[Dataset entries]

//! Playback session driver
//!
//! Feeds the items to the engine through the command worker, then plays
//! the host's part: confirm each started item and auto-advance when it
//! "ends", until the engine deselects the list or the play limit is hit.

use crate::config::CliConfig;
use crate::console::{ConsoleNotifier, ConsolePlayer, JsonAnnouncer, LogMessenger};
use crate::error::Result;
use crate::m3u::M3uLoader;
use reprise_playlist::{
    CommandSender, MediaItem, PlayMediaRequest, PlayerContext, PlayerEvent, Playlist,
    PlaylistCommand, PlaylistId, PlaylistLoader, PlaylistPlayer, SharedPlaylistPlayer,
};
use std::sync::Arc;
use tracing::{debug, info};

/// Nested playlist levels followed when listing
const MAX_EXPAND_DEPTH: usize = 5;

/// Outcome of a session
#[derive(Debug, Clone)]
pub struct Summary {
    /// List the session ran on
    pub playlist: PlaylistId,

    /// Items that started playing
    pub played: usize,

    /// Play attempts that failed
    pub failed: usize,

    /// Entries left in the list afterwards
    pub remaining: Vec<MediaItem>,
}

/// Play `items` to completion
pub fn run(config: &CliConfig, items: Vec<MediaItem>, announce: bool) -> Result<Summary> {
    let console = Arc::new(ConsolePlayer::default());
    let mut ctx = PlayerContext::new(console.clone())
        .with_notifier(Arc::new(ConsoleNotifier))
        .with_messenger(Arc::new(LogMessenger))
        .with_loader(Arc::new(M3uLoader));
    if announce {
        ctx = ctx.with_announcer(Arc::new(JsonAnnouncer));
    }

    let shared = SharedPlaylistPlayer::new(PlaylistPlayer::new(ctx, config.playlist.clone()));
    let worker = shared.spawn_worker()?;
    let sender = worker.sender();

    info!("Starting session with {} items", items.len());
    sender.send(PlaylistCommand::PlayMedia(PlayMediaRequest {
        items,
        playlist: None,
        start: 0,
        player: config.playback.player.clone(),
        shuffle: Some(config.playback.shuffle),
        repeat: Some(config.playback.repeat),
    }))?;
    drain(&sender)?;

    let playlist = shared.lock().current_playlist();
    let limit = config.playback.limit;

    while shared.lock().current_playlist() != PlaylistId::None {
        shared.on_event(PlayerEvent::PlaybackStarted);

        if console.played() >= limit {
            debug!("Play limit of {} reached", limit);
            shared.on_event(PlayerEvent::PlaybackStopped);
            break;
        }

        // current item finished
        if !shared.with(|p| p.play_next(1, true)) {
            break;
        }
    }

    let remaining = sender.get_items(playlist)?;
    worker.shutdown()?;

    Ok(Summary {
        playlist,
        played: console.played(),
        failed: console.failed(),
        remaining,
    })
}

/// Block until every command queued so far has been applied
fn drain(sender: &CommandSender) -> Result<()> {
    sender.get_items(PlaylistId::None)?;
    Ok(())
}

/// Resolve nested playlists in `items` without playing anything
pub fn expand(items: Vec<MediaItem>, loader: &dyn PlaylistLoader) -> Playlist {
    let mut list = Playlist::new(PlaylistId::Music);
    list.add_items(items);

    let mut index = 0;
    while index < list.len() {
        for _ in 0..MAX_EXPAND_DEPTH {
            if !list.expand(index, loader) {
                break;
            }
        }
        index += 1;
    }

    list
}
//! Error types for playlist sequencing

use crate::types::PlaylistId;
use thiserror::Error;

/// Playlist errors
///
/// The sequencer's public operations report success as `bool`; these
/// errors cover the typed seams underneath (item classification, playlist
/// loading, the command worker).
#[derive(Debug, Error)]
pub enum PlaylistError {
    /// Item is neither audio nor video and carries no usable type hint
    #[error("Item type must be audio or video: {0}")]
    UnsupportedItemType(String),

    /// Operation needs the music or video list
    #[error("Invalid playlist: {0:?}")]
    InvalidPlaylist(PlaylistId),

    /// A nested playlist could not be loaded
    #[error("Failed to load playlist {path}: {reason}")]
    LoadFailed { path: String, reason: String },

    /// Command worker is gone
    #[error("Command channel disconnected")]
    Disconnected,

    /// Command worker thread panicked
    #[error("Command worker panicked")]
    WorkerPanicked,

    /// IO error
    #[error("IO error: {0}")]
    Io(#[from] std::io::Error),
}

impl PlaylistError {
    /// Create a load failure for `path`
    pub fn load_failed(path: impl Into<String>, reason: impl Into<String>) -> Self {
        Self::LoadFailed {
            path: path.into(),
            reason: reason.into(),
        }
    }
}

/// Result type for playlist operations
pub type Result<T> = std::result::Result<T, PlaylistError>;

What to work on: List every line in the records above that contains the word "SharedPlaylistPlayer".

Exercise answer:
    PlaylistCommand, PlaylistId, PlaylistLoader, PlaylistPlayer, SharedPlaylistPlayer,
    let shared = SharedPlaylistPlayer::new(PlaylistPlayer::new(ctx, config.playlist.clone()));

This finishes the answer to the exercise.